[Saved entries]
● ● ● ● ●

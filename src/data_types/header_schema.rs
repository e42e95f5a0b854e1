
use indexmap::IndexMap;
use rustc_hash::FxHashSet;
use std::str::FromStr;
use strum_macros::EnumString;

/// The standard leading columns of every VCF data line
pub const FIXED_COLUMNS: [&str; 8] = ["#CHROM", "POS", "ID", "REF", "ALT", "QUAL", "FILTER", "INFO"];
/// Index of the FORMAT column, when present
pub const FORMAT_COLUMN: usize = 8;
/// Ploidy assumed when nothing else tells us
pub const DEFAULT_PLOIDY: usize = 2;

/// The declared arity of an INFO or FORMAT key
#[derive(Clone, Copy, Debug, Eq, Hash, PartialEq)]
pub enum Number {
    /// An exact number of values, e.g. Number=1; Number=0 is a flag
    Fixed(usize),
    /// Number=A, one value per alternate allele
    PerAltAllele,
    /// Number=R, one value per allele including the reference
    PerAllele,
    /// Number=G, one value per possible genotype
    PerGenotype,
    /// Number=., anything goes
    Unbounded
}

impl Number {
    /// Returns the number of values this arity requires for a record, or None if it is unbounded.
    /// A Number=G count too large to represent is treated as unbounded.
    /// # Arguments
    /// * `num_alts` - the number of alternate alleles in the record
    /// * `ploidy` - the ploidy to use for Number=G
    pub fn expected_count(&self, num_alts: usize, ploidy: usize) -> Option<usize> {
        match self {
            Number::Fixed(n) => Some(*n),
            Number::PerAltAllele => Some(num_alts),
            Number::PerAllele => Some(num_alts + 1),
            Number::PerGenotype => genotype_count(num_alts + 1, ploidy),
            Number::Unbounded => None
        }
    }
}

impl FromStr for Number {
    type Err = String;

    fn from_str(s: &str) -> Result<Self, Self::Err> {
        match s {
            "A" => Ok(Number::PerAltAllele),
            "R" => Ok(Number::PerAllele),
            "G" => Ok(Number::PerGenotype),
            "." => Ok(Number::Unbounded),
            _ => s.parse::<usize>()
                .map(Number::Fixed)
                .map_err(|_e| format!("invalid Number \"{s}\""))
        }
    }
}

impl std::fmt::Display for Number {
    fn fmt(&self, f: &mut std::fmt::Formatter<'_>) -> std::fmt::Result {
        match self {
            Number::Fixed(n) => write!(f, "{n}"),
            Number::PerAltAllele => write!(f, "A"),
            Number::PerAllele => write!(f, "R"),
            Number::PerGenotype => write!(f, "G"),
            Number::Unbounded => write!(f, ".")
        }
    }
}

/// Number of unordered genotypes for a given allele count and ploidy, i.e. C(alleles + ploidy - 1, ploidy).
/// # Arguments
/// * `num_alleles` - number of alleles including the reference
/// * `ploidy` - number of alleles per genotype
/// # Returns
/// * None if the count does not fit in a `usize`
pub fn genotype_count(num_alleles: usize, ploidy: usize) -> Option<usize> {
    // multiplicative form of the binomial keeps every intermediate value an integer
    let mut count: usize = 1;
    for i in 1..=ploidy {
        let factor = num_alleles.checked_add(i - 1)?;
        count = count.checked_mul(factor)? / i;
    }
    Some(count)
}

/// Declared value type of an INFO or FORMAT key
#[derive(Clone, Copy, Debug, Eq, Hash, PartialEq, strum_macros::Display, EnumString)]
pub enum ValueType {
    Integer,
    Float,
    Flag,
    Character,
    String
}

impl ValueType {
    /// Returns true if a single (non-missing) value is acceptable for this type
    pub fn accepts(&self, value: &str) -> bool {
        match self {
            ValueType::Integer => value.parse::<i64>().is_ok(),
            ValueType::Float => value.parse::<f64>().is_ok(),
            ValueType::Character => value.chars().count() == 1,
            ValueType::String => true,
            // flags never carry values
            ValueType::Flag => false
        }
    }
}

/// Which block of declarations a key belongs to
#[derive(Clone, Copy, Debug, Eq, Hash, PartialEq, strum_macros::Display)]
pub enum Namespace {
    #[strum(serialize = "INFO")]
    Info,
    #[strum(serialize = "FORMAT")]
    Format
}

/// A single INFO/FORMAT declaration
#[derive(Clone, Copy, Debug, Eq, PartialEq)]
pub struct FieldDefinition {
    /// Declared arity
    number: Number,
    /// Declared value type
    value_type: ValueType
}

impl FieldDefinition {
    /// Constructor
    pub fn new(number: Number, value_type: ValueType) -> Self {
        Self { number, value_type }
    }

    // getters
    pub fn number(&self) -> Number {
        self.number
    }

    pub fn value_type(&self) -> ValueType {
        self.value_type
    }
}

/// Returns the standard definition for INFO keys reserved by the VCF specification.
/// These are accepted without a header declaration.
pub fn reserved_info_definition(key: &str) -> Option<FieldDefinition> {
    use Number::*;
    use ValueType::*;
    let (number, value_type) = match key {
        "AA" => (Fixed(1), String),
        "AC" => (PerAltAllele, Integer),
        "AF" => (PerAltAllele, Float),
        "AN" => (Fixed(1), Integer),
        "BQ" => (Fixed(1), Float),
        "CIGAR" => (PerAltAllele, String),
        "DP" => (Fixed(1), Integer),
        "END" => (Fixed(1), Integer),
        "MQ" => (Fixed(1), Float),
        "MQ0" => (Fixed(1), Integer),
        "NS" => (Fixed(1), Integer),
        "SB" => (Fixed(4), Integer),
        "DB" | "H2" | "H3" | "SOMATIC" | "VALIDATED" | "1000G" => (Fixed(0), Flag),
        _ => return None
    };
    Some(FieldDefinition::new(number, value_type))
}

/// The schema a file declares for itself: INFO/FORMAT keys plus the column layout from the #CHROM line.
/// Built once by the header pass and read-only afterwards.
#[derive(Clone, Debug, Default)]
pub struct HeaderSchema {
    /// INFO declarations in declaration order
    info: IndexMap<String, FieldDefinition>,
    /// FORMAT declarations in declaration order
    format: IndexMap<String, FieldDefinition>,
    /// Number of columns on the #CHROM line
    column_count: usize,
    /// Sample names from the #CHROM line
    sample_names: Vec<String>
}

impl HeaderSchema {
    /// Creates a schema from the collected declarations and the #CHROM columns.
    /// # Arguments
    /// * `info` - INFO declarations
    /// * `format` - FORMAT declarations
    /// * `column_count` - total columns on the #CHROM line
    /// * `sample_names` - the sample columns, possibly empty
    pub fn new(
        info: IndexMap<String, FieldDefinition>, format: IndexMap<String, FieldDefinition>,
        column_count: usize, sample_names: Vec<String>
    ) -> Self {
        Self {
            info, format, column_count, sample_names
        }
    }

    /// Looks up an INFO key, falling back to the reserved keys
    pub fn info_definition(&self, key: &str) -> Option<FieldDefinition> {
        self.info.get(key).copied()
            .or_else(|| reserved_info_definition(key))
    }

    /// Looks up a FORMAT key; FORMAT keys must always be declared
    pub fn format_definition(&self, key: &str) -> Option<FieldDefinition> {
        self.format.get(key).copied()
    }

    /// True if the #CHROM line carried a FORMAT column
    pub fn has_format(&self) -> bool {
        self.column_count > FORMAT_COLUMN
    }

    /// Returns the sample names that appear more than once, in first-repeat order
    pub fn duplicate_sample_names(&self) -> Vec<&str> {
        let mut seen: FxHashSet<&str> = Default::default();
        let mut reported: FxHashSet<&str> = Default::default();
        let mut duplicates = vec![];
        for name in self.sample_names.iter() {
            if !seen.insert(name.as_str()) && reported.insert(name.as_str()) {
                duplicates.push(name.as_str());
            }
        }
        duplicates
    }

    // getters
    pub fn column_count(&self) -> usize {
        self.column_count
    }

    pub fn sample_count(&self) -> usize {
        self.sample_names.len()
    }

    pub fn sample_names(&self) -> &[String] {
        &self.sample_names
    }

    pub fn info(&self) -> &IndexMap<String, FieldDefinition> {
        &self.info
    }

    pub fn format(&self) -> &IndexMap<String, FieldDefinition> {
        &self.format
    }
}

● ● ● ● ●

→ To do
Your task is to copy every line of the entries that contains the string "reported".

→ Result of the exercise
        let mut reported: FxHashSet<&str> = Default::default();
            if !seen.insert(name.as_str()) && reported.insert(name.as_str()) {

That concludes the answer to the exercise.